Apparently, JP Morgan content filters have censored my site. Received this message from a friend: “Got a bit bored at work today, so attempted to view your web site. Guess what? Its banned under the category… ‘SEX content’. hahaha….” Amusing.
Today is Hear Ye’s 5th anniversary! Woohoo!
I went to a 50th birthday party a few weeks ago, the mother of a best friend. It was a huge occasion – she had invited friends who flew in from England and Southeast Asia for it. There were a barrage of speeches, which had revealed the antics of her in her teens, of her and her husband in their 20s, and so on. It was strange when I had the opportunity to listen to Mrs C’s best friend from university gossipping to us about Mrs C’s relationship issues of 30 years ago. It’s always strange to imagine how your parents might have been when they were young. Friends have often wondered why parents berate them for wearing certain clothing when aging photos show parents in attire equally as revealing (it was the era of miniskirts). We all latch onto anyone who has goss about our parents’ pasts.
All this vintage gossip normally exists as the unmentioned details in all our parents’ dark and mysterious pasts. Perhaps written in some lost teenage diary kept by mum, but more often than not secreted away in their minds, only to be freed by a kid’s incessant nagging. “Dad, how did you and mum really meet up?”
The world has since changed. Records of memories can now exist in an intangible form, yet be outside of our minds. Online diaries, weblogs and journals in the digital age roam the Internet freely, archiving thoughts, opinions and life events of those who keep them. Perpetual records of our life, infinitely duplicable, accessible globally, existing for as long as we wish to preserve them. I never had this perspective of my site when I started it, but now that I have surprised myself and managed to keep it going for so long, the record-keeping aspect of an online journal is but another reason why I keep one.
I wonder how the future generations will view the words that we type today, back when we were young.
“Dad, how can you tell me to not binge drink when you were pissed off your nut for three consecutive weeks in 2003?”
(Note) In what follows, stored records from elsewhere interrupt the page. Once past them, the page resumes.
//! Property tests for BanditAgent bookkeeping and belief updates.

use betabandit::{BanditAgent, BetaParams};
use proptest::prelude::*;

/// One step of caller activity against an agent.
#[derive(Debug, Clone)]
enum Op {
    Select,
    Observe { reward: u8, arm: usize },
}

fn priors_strategy() -> impl Strategy<Value = Vec<(f64, f64)>> {
    prop::collection::vec((0.1f64..10.0, 0.1f64..10.0), 1..6)
}

fn ops_strategy() -> impl Strategy<Value = Vec<Op>> {
    prop::collection::vec(
        prop_oneof![
            Just(Op::Select),
            (0u8..=1, 0usize..16).prop_map(|(reward, arm)| Op::Observe { reward, arm }),
        ],
        0..80,
    )
}

proptest! {
    #![proptest_config(ProptestConfig { cases: 128, .. ProptestConfig::default() })]

    /// Posterior never drops below the prior and only moves up, one unit per observation.
    #[test]
    fn posterior_is_monotone(priors in priors_strategy(), ops in ops_strategy(), seed in any::<u64>()) {
        let mut a = BanditAgent::with_seed("p", priors.clone(), seed).unwrap();
        let k = a.arm_count();
        let mut prev: Vec<BetaParams> = a.posterior().to_vec();
        for op in ops {
            if let Op::Observe { reward, arm } = op {
                let arm = arm % k;
                a.observe_outcome(reward, arm).unwrap();
                for (i, (now, before)) in a.posterior().iter().zip(&prev).enumerate() {
                    prop_assert!(now.alpha >= before.alpha && now.beta >= before.beta);
                    if i == arm {
                        prop_assert!((now.alpha - before.alpha - f64::from(reward)).abs() < 1e-9);
                        prop_assert!((now.beta - before.beta - f64::from(1 - reward)).abs() < 1e-9);
                    } else {
                        prop_assert_eq!(now, before);
                    }
                }
                prev = a.posterior().to_vec();
            }
        }
        for (p, d) in a.posterior().iter().zip(a.default_priors()) {
            prop_assert!(p.alpha >= d.alpha && p.beta >= d.beta);
        }
    }

    /// Histories grow by one per call, in call order; pulls sum to K + selections.
    #[test]
    fn history_and_pull_accounting(priors in priors_strategy(), ops in ops_strategy(), seed in any::<u64>()) {
        let mut a = BanditAgent::with_seed("p", priors, seed).unwrap();
        let k = a.arm_count();
        let mut picks = Vec::new();
        let mut rewards = Vec::new();
        for op in ops {
            match op {
                Op::Select => {
                    let c = a.select_arm();
                    prop_assert!(c < k);
                    picks.push(c);
                }
                Op::Observe { reward, arm } => {
                    a.observe_outcome(reward, arm % k).unwrap();
                    rewards.push(reward);
                }
            }
        }
        prop_assert_eq!(a.selection_history(), picks.as_slice());
        prop_assert_eq!(a.reward_history(), rewards.as_slice());
        prop_assert_eq!(a.pull_count().iter().sum::<u64>(), (k + picks.len()) as u64);
        for arm in 0..k {
            let n = picks.iter().filter(|&&c| c == arm).count() as u64;
            prop_assert_eq!(a.pull_count()[arm], 1 + n);
        }
    }

    /// reset_priors restores the prior exactly and leaves history alone; clear wipes everything.
    #[test]
    fn reset_and_clear(priors in priors_strategy(), ops in ops_strategy(), seed in any::<u64>()) {
        let mut a = BanditAgent::with_seed("p", priors.clone(), seed).unwrap();
        let k = a.arm_count();
        for op in ops {
            match op {
                Op::Select => { a.select_arm(); }
                Op::Observe { reward, arm } => a.observe_outcome(reward, arm % k).unwrap(),
            }
        }
        let picks = a.selection_history().to_vec();
        let pulls = a.pull_count().to_vec();
        let rewards = a.reward_history().to_vec();

        a.reset_priors();
        let once = a.posterior().to_vec();
        a.reset_priors();
        prop_assert_eq!(a.posterior(), once.as_slice());
        let expected: Vec<BetaParams> = priors.iter().copied().map(BetaParams::from).collect();
        prop_assert_eq!(a.posterior(), expected.as_slice());
        prop_assert_eq!(a.selection_history(), picks.as_slice());
        prop_assert_eq!(a.pull_count(), pulls.as_slice());
        prop_assert_eq!(a.reward_history(), rewards.as_slice());

        a.clear_history();
        prop_assert!(a.selection_history().is_empty());
        prop_assert!(a.reward_history().is_empty());
        prop_assert!(a.regret_log().is_empty());
        let ones = vec![1u64; k];
        prop_assert_eq!(a.pull_count(), ones.as_slice());
        prop_assert_eq!(a.posterior(), expected.as_slice());
    }

    /// Out-of-range arms and non-binary rewards are rejected without side effects.
    #[test]
    fn invalid_inputs_rejected(k in 1usize..6, bad_arm in 0usize..64, bad_reward in 2u8..=255) {
        let mut a = BanditAgent::with_seed("p", vec![(1.0, 1.0); k], 0).unwrap();
        prop_assert!(a.observe_outcome(0, k + bad_arm).is_err());
        prop_assert!(a.observe_outcome(bad_reward, 0).is_err());
        prop_assert!(a.reward_history().is_empty());
        prop_assert_eq!(a.posterior(), a.default_priors());
    }
}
Just put in a couple fixes in response to the comments – it’s now scrollable (can’t believe I forgot to do that), and URLs starting with http:// will be automatically linked, don’t use HTML to do it.
Finally found a large block of time to do some development on this site. I’ve introduced post commenting. (I will be more likely to reply directly to e-mails sent to me than via the commenting system, though.) Let me know if there are any bugs.
I’ve also updated the stats page.
I got the RSS feed finally working, I hope. It needed a one line change of code, but, the powers of procrastination were strong.
Hrm, I just checked my guestbook for the first time in over a year, and amongst the usual mix of positive and abusive comments, I find something much more offensive… the guestbook equivalent of spammers. Appalling.
Thanks to Pete who created a couple more title pics for me: 1, 2. And just in case anyone from PwCC visits this site (and I was told at my interview, they have)… it’s only a joke :)
Erm, does anyone have any idea what is causing that Javascript error on load up? It just started happening all of a sudden one day… mail me please.
Back online, as you can see. I reduced a few query calls, and most queries should be using indexes now so the cpu load this site has hopefully won’t cause my hosting company to complain. Here is a useful guide for optimising MySQL queries.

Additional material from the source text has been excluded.